One of the finest national parks of India, the terrain is broken with a rocky hill range roughly running from east to west and interspersed with grassy swamps and forested valleys enabling a vast and varied account of flora and fauna to flourish and thrive. This park maintains the distinction of harboring a high concentration of tigers together with the Indian Bison, Sloth Bear, Leopard, Porcupine, Wild Boar, Sambar and the Spotted Deer. With over 22 species of mammals and 250 species of birds, it is very well organized and comes alive with tourists each day with a number of jeep and elephant safaris that are extensively able to add charm.
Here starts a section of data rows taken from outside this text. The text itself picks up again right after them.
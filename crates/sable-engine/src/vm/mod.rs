//! Sable VM native binding runtime
//!
//! This module provides the per-VM state behind the native extension
//! binding layer:
//! - Prototype registrar and descriptor trees (`external`)
//! - Append-only host object binding table (`external`)
//! - Global symbol table for compile-time identifier resolution
//!   (`global`)
//! - Script value surface with the external variant (`value`)
//!
//! All state is owned by a [`Vm`] instance passed by reference to every
//! operation; nothing lives in ambient/global scope. A `Vm` and
//! everything bound into it belongs to one logical thread: registration
//! happens once during setup, after which the prototype forest and the
//! global symbol table are read-only and only the binding table grows.

pub mod defaults;
pub mod external;
pub mod global;
pub mod value;

pub use external::{ExternProto, ExternalObjects, FunctionThunk};
pub use global::{symbol_hash, GlobalBindings};
pub use value::{ExternalRef, Value};

use std::sync::Arc;

use sable_sdk::{ExternDecl, HostData, NativeMethodFn};

/// Native binding errors.
///
/// Not-found outcomes (`resolve_identifier`, `match_native_function`)
/// are `Option::None`, not errors: callers branch on them.
#[derive(Debug, thiserror::Error)]
pub enum ExternError {
    /// Binding table could not grow
    #[error("Out of memory")]
    Alloc,

    /// External value creation without a registered prototype
    #[error("Invalid external prototype")]
    InvalidPrototype,

    /// Only external values may be bound as named globals here
    #[error("Value is not an external object")]
    NotExternal,

    /// Name already bound at this level
    #[error("Duplicate binding: {0}")]
    DuplicateBinding(String),
}

/// Native binding result
pub type ExternResult<T> = Result<T, ExternError>;

/// VM construction options.
#[derive(Debug, Clone)]
pub struct VmOptions {
    /// Initial capacity of the host object binding table
    pub external_objects_capacity: usize,
}

impl Default for VmOptions {
    fn default() -> Self {
        VmOptions {
            external_objects_capacity: defaults::DEFAULT_EXTERNAL_OBJECTS_CAPACITY,
        }
    }
}

/// A Sable VM instance (the native-binding slice of it).
///
/// Owns the prototype forest, the host object binding table, and the
/// global symbol table; dropping the `Vm` releases all of them exactly
/// once.
#[derive(Debug)]
pub struct Vm {
    /// Top-level prototype trees, in registration order
    prototypes: Vec<Arc<ExternProto>>,
    /// Host object handles, densely indexed, append-only
    external_objects: ExternalObjects,
    /// Named pre-bound values consulted by identifier resolution
    externals: GlobalBindings,
}

impl Vm {
    /// Create a new VM with default options.
    pub fn new() -> Self {
        Self::with_options(VmOptions::default())
    }

    /// Create a new VM with the given options.
    pub fn with_options(options: VmOptions) -> Self {
        Vm {
            prototypes: Vec::new(),
            external_objects: ExternalObjects::with_capacity(
                options.external_objects_capacity,
            ),
            externals: GlobalBindings::new(),
        }
    }

    /// Register a top-level prototype tree from a host declaration.
    ///
    /// The whole tree is built bottom-up before the root is published;
    /// duplicate sibling names anywhere in the tree fail the
    /// registration. The root joins the VM's forest (searched by
    /// [`Vm::match_native_function`]) and is returned for
    /// [`Vm::create_external`] calls. Roots are positional: registering
    /// two roots with the same name is allowed, and searches visit them
    /// in registration order.
    pub fn register_prototype(&mut self, decl: &ExternDecl) -> ExternResult<Arc<ExternProto>> {
        let root = Arc::new(ExternProto::from_decl(decl)?);
        self.prototypes.push(Arc::clone(&root));
        Ok(root)
    }

    /// Bind a concrete host object against a registered prototype,
    /// producing the script-visible external value.
    ///
    /// Each call appends `object` to the binding table and yields a
    /// fresh dense index, so two bindings of the same prototype are
    /// distinct values. Fails with [`ExternError::InvalidPrototype`]
    /// when no prototype is supplied.
    pub fn create_external(
        &mut self,
        proto: Option<&Arc<ExternProto>>,
        object: HostData,
    ) -> ExternResult<Value> {
        let proto = proto.ok_or(ExternError::InvalidPrototype)?;
        let index = self.external_objects.push(object)?;
        Ok(Value::external(Arc::clone(proto), index))
    }

    /// Get the host pointer an external value designates.
    ///
    /// Returns `None` for non-external values. Used by accessor
    /// dispatch to recover the `obj` argument for callbacks.
    pub fn external_object(&self, value: &Value) -> Option<HostData> {
        let ext = value.as_external()?;
        self.external_objects.get(ext.index())
    }

    /// Bind an external value under a top-level name.
    ///
    /// Only external values take this path; the name must not already
    /// be bound (no overwrite, no merge).
    pub fn bind_global(&mut self, name: &str, value: &Value) -> ExternResult<()> {
        if !value.is_external() {
            return Err(ExternError::NotExternal);
        }
        self.externals.insert(name, value.clone())
    }

    /// Resolve a top-level identifier to its bound value.
    ///
    /// `hash` is the caller-precomputed [`symbol_hash`] of `name`,
    /// typically cached from tokenization. Pure lookup: no side
    /// effects, `None` when the name is not bound.
    pub fn resolve_identifier(&self, name: &str, hash: u64) -> Option<&Value> {
        self.externals.find(name, hash)
    }

    /// Recover the dotted access path of a native method for
    /// diagnostics (`"console.log."`, with trailing separator).
    ///
    /// Searches every registered prototype tree depth-first. `None`
    /// means the function is not exposed anywhere — the caller renders
    /// it as an anonymous native function.
    pub fn match_native_function(&self, func: NativeMethodFn) -> Option<String> {
        external::match_native_function(&self.prototypes, func)
    }

    /// The registered prototype forest, in registration order.
    pub fn prototypes(&self) -> &[Arc<ExternProto>] {
        &self.prototypes
    }

    /// The host object binding table.
    pub fn external_objects(&self) -> &ExternalObjects {
        &self.external_objects
    }
}

impl Default for Vm {
    fn default() -> Self {
        Self::new()
    }
}
//! Callback signatures for native accessors and methods
//!
//! Every callback slot in an [`ExternDecl`](crate::ExternDecl) uses one
//! of the function-pointer types defined here. The engine stores these
//! pointers verbatim; dispatch happens in the property-access and call
//! paths of the runtime, outside this crate.

use crate::error::NativeError;
use crate::value::{HostData, NativeValue};

/// Result of a native accessor or method call.
pub enum NativeCallResult {
    /// Call completed successfully with a value
    Value(NativeValue),
    /// Call failed with an error
    Error(String),
}

impl NativeCallResult {
    /// Create a successful result with null value
    #[inline]
    pub fn null() -> Self {
        Self::Value(NativeValue::null())
    }

    /// Create a successful result with an i32 value
    #[inline]
    pub fn i32(val: i32) -> Self {
        Self::Value(NativeValue::i32(val))
    }

    /// Create a successful result with an f64 value
    #[inline]
    pub fn f64(val: f64) -> Self {
        Self::Value(NativeValue::f64(val))
    }

    /// Create a successful result with a bool value
    #[inline]
    pub fn bool(val: bool) -> Self {
        Self::Value(NativeValue::bool(val))
    }

    /// Check if this result is an error
    pub fn is_error(&self) -> bool {
        matches!(self, Self::Error(_))
    }
}

impl From<NativeError> for NativeCallResult {
    fn from(err: NativeError) -> Self {
        NativeCallResult::Error(err.to_string())
    }
}

/// Property getter: reads the current value of the property from the
/// host object. `obj` is the bound host pointer, `data` the per-node
/// opaque data supplied at declaration time.
pub type ExternGetFn = fn(obj: HostData, data: HostData) -> NativeCallResult;

/// Property setter: writes a new value for the property on the host
/// object.
pub type ExternSetFn = fn(obj: HostData, data: HostData, value: NativeValue) -> NativeCallResult;

/// Keyed lookup: resolves a dynamically named entry on the host object
/// (for enumerable objects whose keys are not known at declaration
/// time).
pub type ExternFindFn = fn(obj: HostData, data: HostData, key: &str) -> NativeCallResult;

/// Enumeration start: produces an opaque cursor over the host object's
/// entries.
pub type ExternForeachFn = fn(obj: HostData, data: HostData) -> NativeCallResult;

/// Enumeration step: advances a cursor produced by the foreach
/// callback, yielding the next key or null when exhausted.
pub type ExternNextFn = fn(obj: HostData, data: HostData, cursor: NativeValue) -> NativeCallResult;

/// Native method implementation.
///
/// The engine always passes the owning external value as `args[0]`;
/// script-visible arguments start at the thunk's argument offset
/// (see `FunctionThunk` in sable-engine). A method that expects two
/// script arguments therefore receives `args.len() == 3`.
pub type NativeMethodFn = fn(args: &[NativeValue]) -> NativeCallResult;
The forest cover of Bandhavgarh National Park is mostly consisting of Sal trees, with vegetation on the higher altitudes changing to Sali, Saja, Dhobin and others. The northern region is made up of vast stretches of grasslands and young bamboo forests alluring with their green and slim appearance. The Bandhavgarh hill stands tall almost in the centre of the park which eventually is surrounded by 32 other hills of different sizes filled in between with marshy stretches divided by grasslands and a few water-bodies. Ultimately, this Project Tiger Reserve in Central India with a resident tiger population exceeding twenty-five is well weaved in and around these Vindhya wooded hills.